[THE TASK]
From the entries that follow, gather each line holding the word "controller".

Source data:
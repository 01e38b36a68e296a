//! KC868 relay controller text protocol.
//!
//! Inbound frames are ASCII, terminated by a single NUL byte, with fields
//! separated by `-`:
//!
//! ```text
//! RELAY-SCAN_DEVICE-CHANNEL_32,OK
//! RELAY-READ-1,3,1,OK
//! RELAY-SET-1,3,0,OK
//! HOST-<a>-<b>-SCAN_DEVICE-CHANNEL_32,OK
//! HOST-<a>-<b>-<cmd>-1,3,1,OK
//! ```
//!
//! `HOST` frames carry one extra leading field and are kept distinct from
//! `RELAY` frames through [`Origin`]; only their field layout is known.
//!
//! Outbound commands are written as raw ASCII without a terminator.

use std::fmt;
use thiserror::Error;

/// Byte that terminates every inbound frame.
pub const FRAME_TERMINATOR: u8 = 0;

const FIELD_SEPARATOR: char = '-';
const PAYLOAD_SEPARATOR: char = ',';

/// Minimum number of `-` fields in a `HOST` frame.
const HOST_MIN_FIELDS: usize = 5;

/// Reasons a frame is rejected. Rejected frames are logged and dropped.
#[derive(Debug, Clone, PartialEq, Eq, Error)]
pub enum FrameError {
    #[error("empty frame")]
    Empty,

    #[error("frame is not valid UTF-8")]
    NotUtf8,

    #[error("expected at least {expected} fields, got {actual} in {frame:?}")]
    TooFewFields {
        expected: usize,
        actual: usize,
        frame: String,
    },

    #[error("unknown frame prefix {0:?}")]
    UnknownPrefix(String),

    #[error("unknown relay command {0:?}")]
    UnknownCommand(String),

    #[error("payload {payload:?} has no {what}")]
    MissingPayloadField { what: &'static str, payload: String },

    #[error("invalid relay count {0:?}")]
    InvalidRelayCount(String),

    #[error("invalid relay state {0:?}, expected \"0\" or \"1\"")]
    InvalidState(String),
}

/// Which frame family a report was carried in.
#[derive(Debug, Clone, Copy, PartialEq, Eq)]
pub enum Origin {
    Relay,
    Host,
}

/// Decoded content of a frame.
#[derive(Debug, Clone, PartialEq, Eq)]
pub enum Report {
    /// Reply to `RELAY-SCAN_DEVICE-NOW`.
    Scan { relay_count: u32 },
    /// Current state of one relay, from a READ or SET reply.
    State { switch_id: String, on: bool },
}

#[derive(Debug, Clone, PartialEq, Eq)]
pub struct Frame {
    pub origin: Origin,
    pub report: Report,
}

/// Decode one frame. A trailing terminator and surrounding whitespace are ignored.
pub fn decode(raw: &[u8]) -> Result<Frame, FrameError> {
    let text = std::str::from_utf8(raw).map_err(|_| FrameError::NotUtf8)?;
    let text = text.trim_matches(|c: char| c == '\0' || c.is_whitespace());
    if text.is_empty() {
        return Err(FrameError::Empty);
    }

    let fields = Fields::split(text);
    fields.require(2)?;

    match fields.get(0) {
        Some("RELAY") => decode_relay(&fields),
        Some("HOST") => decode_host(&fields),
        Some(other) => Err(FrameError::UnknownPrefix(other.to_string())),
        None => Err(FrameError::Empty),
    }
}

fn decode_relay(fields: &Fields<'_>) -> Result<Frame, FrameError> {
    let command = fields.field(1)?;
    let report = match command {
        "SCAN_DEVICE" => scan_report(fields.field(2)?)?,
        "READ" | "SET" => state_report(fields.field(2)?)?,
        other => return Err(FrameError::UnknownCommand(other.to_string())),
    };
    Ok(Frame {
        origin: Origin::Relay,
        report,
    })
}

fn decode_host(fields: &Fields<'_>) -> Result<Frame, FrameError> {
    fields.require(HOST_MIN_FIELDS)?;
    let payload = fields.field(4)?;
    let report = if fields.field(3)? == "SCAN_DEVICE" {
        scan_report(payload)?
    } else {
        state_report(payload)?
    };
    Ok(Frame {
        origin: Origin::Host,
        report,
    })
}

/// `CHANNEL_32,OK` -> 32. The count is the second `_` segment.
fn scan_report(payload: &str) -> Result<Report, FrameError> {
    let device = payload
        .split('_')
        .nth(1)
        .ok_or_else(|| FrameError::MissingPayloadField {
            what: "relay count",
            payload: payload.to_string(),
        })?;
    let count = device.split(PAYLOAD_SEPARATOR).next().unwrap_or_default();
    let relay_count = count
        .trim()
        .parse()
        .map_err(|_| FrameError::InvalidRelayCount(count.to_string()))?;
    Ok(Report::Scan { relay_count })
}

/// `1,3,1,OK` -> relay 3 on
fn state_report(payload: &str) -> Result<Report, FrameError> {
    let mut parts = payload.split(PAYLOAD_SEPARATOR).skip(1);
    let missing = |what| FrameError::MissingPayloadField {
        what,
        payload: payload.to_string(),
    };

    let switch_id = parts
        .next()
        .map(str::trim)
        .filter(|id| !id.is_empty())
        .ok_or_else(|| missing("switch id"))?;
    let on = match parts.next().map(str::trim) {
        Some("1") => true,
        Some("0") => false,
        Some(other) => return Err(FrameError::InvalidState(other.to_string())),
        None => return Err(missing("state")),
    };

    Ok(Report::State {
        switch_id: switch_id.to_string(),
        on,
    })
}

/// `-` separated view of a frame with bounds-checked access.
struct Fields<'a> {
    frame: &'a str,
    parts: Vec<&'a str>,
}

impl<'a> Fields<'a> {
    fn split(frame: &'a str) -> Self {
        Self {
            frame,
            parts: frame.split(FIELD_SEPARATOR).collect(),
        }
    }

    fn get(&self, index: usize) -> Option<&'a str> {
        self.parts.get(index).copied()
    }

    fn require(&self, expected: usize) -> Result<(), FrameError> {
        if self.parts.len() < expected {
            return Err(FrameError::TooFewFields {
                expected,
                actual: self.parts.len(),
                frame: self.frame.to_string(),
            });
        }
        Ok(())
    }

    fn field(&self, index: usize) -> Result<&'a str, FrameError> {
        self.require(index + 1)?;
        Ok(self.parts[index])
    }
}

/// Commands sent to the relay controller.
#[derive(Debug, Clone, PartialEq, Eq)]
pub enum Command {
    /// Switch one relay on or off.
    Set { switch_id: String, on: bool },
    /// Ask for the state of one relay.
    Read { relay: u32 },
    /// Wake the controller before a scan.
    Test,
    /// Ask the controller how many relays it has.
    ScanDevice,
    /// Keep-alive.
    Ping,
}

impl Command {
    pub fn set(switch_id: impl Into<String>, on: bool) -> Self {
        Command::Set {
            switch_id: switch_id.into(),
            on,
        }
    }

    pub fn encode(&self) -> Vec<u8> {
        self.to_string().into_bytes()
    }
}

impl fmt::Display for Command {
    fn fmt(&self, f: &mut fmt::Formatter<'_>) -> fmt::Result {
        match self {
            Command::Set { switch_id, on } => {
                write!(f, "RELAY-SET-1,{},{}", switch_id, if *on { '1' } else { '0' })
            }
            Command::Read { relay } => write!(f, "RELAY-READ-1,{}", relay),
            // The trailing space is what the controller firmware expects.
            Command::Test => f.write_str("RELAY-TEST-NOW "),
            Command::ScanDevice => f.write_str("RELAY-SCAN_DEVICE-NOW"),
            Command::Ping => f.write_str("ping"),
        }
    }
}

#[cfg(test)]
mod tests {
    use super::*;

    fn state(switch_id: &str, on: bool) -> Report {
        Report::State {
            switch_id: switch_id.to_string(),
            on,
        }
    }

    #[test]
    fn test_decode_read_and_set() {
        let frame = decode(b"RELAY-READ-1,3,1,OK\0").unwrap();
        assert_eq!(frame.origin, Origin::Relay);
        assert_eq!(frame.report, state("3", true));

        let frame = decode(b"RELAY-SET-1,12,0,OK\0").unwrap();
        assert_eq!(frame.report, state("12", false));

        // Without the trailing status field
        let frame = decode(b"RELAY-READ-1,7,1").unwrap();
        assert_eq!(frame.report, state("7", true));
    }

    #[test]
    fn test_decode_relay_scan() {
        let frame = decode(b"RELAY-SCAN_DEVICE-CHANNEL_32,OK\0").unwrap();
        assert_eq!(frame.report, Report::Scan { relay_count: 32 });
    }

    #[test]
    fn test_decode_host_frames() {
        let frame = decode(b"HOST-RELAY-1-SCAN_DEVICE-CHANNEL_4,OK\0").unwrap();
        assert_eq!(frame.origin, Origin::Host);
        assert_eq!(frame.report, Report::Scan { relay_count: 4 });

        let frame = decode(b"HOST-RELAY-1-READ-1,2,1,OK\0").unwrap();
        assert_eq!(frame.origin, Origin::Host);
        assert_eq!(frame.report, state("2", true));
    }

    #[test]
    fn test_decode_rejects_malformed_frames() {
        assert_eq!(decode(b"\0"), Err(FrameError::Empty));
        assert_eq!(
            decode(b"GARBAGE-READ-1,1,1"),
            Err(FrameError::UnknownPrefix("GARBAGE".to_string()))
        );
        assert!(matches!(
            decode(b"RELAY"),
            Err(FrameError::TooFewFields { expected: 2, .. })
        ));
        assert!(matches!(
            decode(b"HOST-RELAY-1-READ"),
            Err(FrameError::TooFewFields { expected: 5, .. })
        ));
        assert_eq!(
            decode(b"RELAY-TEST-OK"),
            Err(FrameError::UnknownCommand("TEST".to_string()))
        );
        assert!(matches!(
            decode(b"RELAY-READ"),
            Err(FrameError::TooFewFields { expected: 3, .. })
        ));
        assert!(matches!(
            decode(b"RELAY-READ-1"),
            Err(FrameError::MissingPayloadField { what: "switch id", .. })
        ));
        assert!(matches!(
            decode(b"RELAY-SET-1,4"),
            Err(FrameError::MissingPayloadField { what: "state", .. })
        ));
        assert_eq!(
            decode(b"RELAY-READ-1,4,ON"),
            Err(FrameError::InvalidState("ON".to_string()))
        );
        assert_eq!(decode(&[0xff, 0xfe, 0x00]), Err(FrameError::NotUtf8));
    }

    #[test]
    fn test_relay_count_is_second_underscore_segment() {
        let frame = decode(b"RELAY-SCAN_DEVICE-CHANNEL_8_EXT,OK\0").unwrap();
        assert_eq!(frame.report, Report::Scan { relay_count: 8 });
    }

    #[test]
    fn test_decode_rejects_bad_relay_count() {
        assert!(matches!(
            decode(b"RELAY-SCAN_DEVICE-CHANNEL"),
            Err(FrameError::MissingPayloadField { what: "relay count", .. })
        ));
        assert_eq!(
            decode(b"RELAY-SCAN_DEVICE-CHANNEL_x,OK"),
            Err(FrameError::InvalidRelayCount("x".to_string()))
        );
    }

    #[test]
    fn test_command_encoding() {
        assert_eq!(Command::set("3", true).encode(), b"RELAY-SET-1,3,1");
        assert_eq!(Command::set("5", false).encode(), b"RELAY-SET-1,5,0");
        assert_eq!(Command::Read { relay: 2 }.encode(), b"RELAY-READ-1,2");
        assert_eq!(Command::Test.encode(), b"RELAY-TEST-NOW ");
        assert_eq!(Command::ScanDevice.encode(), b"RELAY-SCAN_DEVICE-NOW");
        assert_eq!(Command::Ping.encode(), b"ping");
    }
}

[ANSWER TO THIS EXERCISE]
//! KC868 relay controller text protocol.
/// Commands sent to the relay controller.
    /// Wake the controller before a scan.
    /// Ask the controller how many relays it has.
            // The trailing space is what the controller firmware expects.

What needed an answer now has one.